Kurz danach feuerte Axl Steven Adler aus Guns'n'Roses vor laufenden MTV-Kameras.
"I felt that familiar cut through my heart again, that emotional emptiness that meant my family had abandoned me. And GnR was my family. Izzy, Axl, Duff and Slash were my brothers, we loved and carde for each other, had each other's back, and fought like hell to succeed together. Now, I was no longer welcome in my own family."
Es ist schon eine grausame Fußnote der Rockgeschichte, dass ausgerechnet jene Band, die vollzählig auf Heroin war, ihren Ursprungs-Drummer wegen eines Drogenproblems feuerte.Und es zeichnet das Bild der fünf wilden Buben, die füreinander durch Dick und Dünn gehen, vollkommen neu.
Im Anschluss an den Rauswurf verbringt Adler die nächsten Jahre damit zu verwahrlosen, Crack und Heroin zu rauchen und sich in seiner privaten Drogenhölle zu verkriechen. Der blonde Surfertyp mit der kalifornischen Mähne ist am Ufer des "wreckless life" gestrandet.

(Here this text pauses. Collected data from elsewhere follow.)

//! Injected logging capability.
//!
//! The core never owns a process-wide logger. A host binds a delivery
//! callback once (typically at startup) and passes it into the entry points
//! that need it; every call also emits a `tracing` event at the matching
//! level so a host that prefers a `tracing` subscriber gets structured
//! output for free without wiring up a callback at all.

use std::sync::Arc;

#[derive(Debug, Clone, Copy, PartialEq, Eq)]
pub enum LogLevel {
    Info,
    Warning,
    Error,
}

/// A delivery callback supplied by the host. Must be reentrant-safe if the
/// host intends to load multiple cases concurrently (see concurrency model).
pub type LogCallback = Arc<dyn Fn(LogLevel, &str) + Send + Sync>;

#[derive(Clone, Default)]
pub struct Logger {
    sink: Option<LogCallback>,
}

impl Logger {
    pub fn new(sink: LogCallback) -> Self {
        Self { sink: Some(sink) }
    }

    pub fn silent() -> Self {
        Self { sink: None }
    }

    pub fn log(&self, level: LogLevel, message: impl AsRef<str>) {
        let message = message.as_ref();
        match level {
            LogLevel::Info => tracing::info!("{message}"),
            LogLevel::Warning => tracing::warn!("{message}"),
            LogLevel::Error => tracing::error!("{message}"),
        }
        if let Some(sink) = &self.sink {
            sink(level, message);
        }
    }

    pub fn info(&self, message: impl AsRef<str>) {
        self.log(LogLevel::Info, message);
    }

    pub fn warning(&self, message: impl AsRef<str>) {
        self.log(LogLevel::Warning, message);
    }

    pub fn error(&self, message: impl AsRef<str>) {
        self.log(LogLevel::Error, message);
    }
}
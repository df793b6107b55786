use thiserror::Error;

/// Error taxonomy for the case, geometry, and variable readers.
///
/// Every public entry point returns `Result<_, Report<EncasError>>`; on any
/// of these the partially built object is dropped and nothing is cached.
#[derive(Debug, Error)]
pub enum EncasError {
    #[error("I/O error: {0}")]
    Io(#[from] std::io::Error),

    #[error("{what} not found: {path}")]
    NotFound { what: &'static str, path: String },

    #[error("format error: {0}")]
    Format(String),

    #[error("unsupported feature: {0}")]
    Unsupported(String),

    #[error("consistency error: {0}")]
    Consistency(String),

    #[error("index {index} out of bounds (len {len}): {what}")]
    Bounds {
        what: &'static str,
        index: i64,
        len: usize,
    },
}

impl EncasError {
    pub fn format(msg: impl Into<String>) -> Self {
        EncasError::Format(msg.into())
    }

    pub fn unsupported(msg: impl Into<String>) -> Self {
        EncasError::Unsupported(msg.into())
    }

    pub fn consistency(msg: impl Into<String>) -> Self {
        EncasError::Consistency(msg.into())
    }
}

pub type EResult<T> = Result<T, rootcause::Report<EncasError>>;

Finanzielle und gesundheitliche Probleme folgen, ebenso erfolglose Reha-Versuche, Schlaganfälle, Herzinfarkte und Suizidversuche.
Auf dem Buchdeckel fasst Steven Adler das so zusammen:
"I'm the undisputed all-time booze-chugging, pill-cobbling, drug-shooting, Katrina-caliber fuck-up. Througout my wretched life there isn't a friend, family member or fantastic oppurtunity that I haven't shoved into a blender and mutilated".

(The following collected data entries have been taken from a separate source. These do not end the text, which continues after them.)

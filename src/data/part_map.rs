//! Part-number to dense-index map.
//!
//! Part numbers from the geometry file are arbitrary (and usually small)
//! integers; this is a small separate-chaining table rather than the
//! open-addressed [`crate::data::face_map::FaceMap`] because collisions are
//! rare and deletions (used when a case reloads a part) are common.

const DEFAULT_BUCKETS: usize = 1024;

#[derive(Debug, Clone)]
pub struct PartNumberMap {
    buckets: Vec<Vec<(i32, u32)>>,
}

impl Default for PartNumberMap {
    fn default() -> Self {
        Self::with_capacity(DEFAULT_BUCKETS)
    }
}

impl PartNumberMap {
    pub fn with_capacity(buckets: usize) -> Self {
        Self {
            buckets: vec![Vec::new(); buckets.max(1)],
        }
    }

    fn bucket_index(&self, part_number: i32) -> usize {
        (part_number as i64).rem_euclid(self.buckets.len() as i64) as usize
    }

    /// Insert, overwriting any existing dense index for this part number.
    pub fn insert(&mut self, part_number: i32, dense_index: u32) {
        let idx = self.bucket_index(part_number);
        let bucket = &mut self.buckets[idx];
        if let Some(entry) = bucket.iter_mut().find(|(k, _)| *k == part_number) {
            entry.1 = dense_index;
        } else {
            bucket.push((part_number, dense_index));
        }
    }

    pub fn get(&self, part_number: i32) -> Option<u32> {
        let idx = self.bucket_index(part_number);
        self.buckets[idx]
            .iter()
            .find(|(k, _)| *k == part_number)
            .map(|(_, v)| *v)
    }

    pub fn remove(&mut self, part_number: i32) -> Option<u32> {
        let idx = self.bucket_index(part_number);
        let bucket = &mut self.buckets[idx];
        let pos = bucket.iter().position(|(k, _)| *k == part_number)?;
        Some(bucket.swap_remove(pos).1)
    }
}

#[cfg(test)]
mod tests {
    use super::*;

    #[test]
    fn insert_and_lookup() {
        let mut m = PartNumberMap::default();
        m.insert(1, 0);
        m.insert(7, 1);
        m.insert(1_000_000, 2);
        assert_eq!(m.get(1), Some(0));
        assert_eq!(m.get(7), Some(1));
        assert_eq!(m.get(1_000_000), Some(2));
        assert_eq!(m.get(42), None);
    }

    #[test]
    fn insert_overwrites() {
        let mut m = PartNumberMap::default();
        m.insert(5, 0);
        m.insert(5, 9);
        assert_eq!(m.get(5), Some(9));
    }

    #[test]
    fn remove_drops_entry() {
        let mut m = PartNumberMap::default();
        m.insert(3, 0);
        assert_eq!(m.remove(3), Some(0));
        assert_eq!(m.get(3), None);
        assert_eq!(m.remove(3), None);
    }

    #[test]
    fn collisions_in_same_bucket_coexist() {
        let mut m = PartNumberMap::with_capacity(4);
        m.insert(1, 10);
        m.insert(5, 50); // same bucket as 1 (5 % 4 == 1)
        assert_eq!(m.get(1), Some(10));
        assert_eq!(m.get(5), Some(50));
    }
}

Offenbar hat Steven Adler den Absprung gerade noch geschafft. Mit Hilfe eines Arztes hat er sich in den letzten Monaten von den harten Drogen losgesagt, endlich ein bisschen Geld aus den alten Tagen bekommen und sich mit diesem Buch selbst therapiert.
Als selbst-zerstörerischsten Rockstar und größten Loser aller Zeiten generiert sich Adler in dieser Autobiographie und legt sein Ego schonungslos auf den Opferaltar. Was vielleicht etwas pathetisch klingt, ist einfach seine Abrechnung mit einem Traum, der sich für ihn ins Gegenteil verkehrt hat. Und vor allem eine Abrechnung mit alten Weggefährten, die ihn fallen ließen, als er sie am dringendsten gebraucht hätte.
Im Machtkampf der Egomanen ist Adler als schwächstes Glied der Kette zerbrochen. Schön, dass er nun wieder die Kraft hat darüber zu schreiben und die verromantisierte Frühzeit der gefährlichsten Rockband der Welt aus seinem Blickwinkel schildert. Wenn einer wirklich jemals im Dschungel war, dann Steven Adler.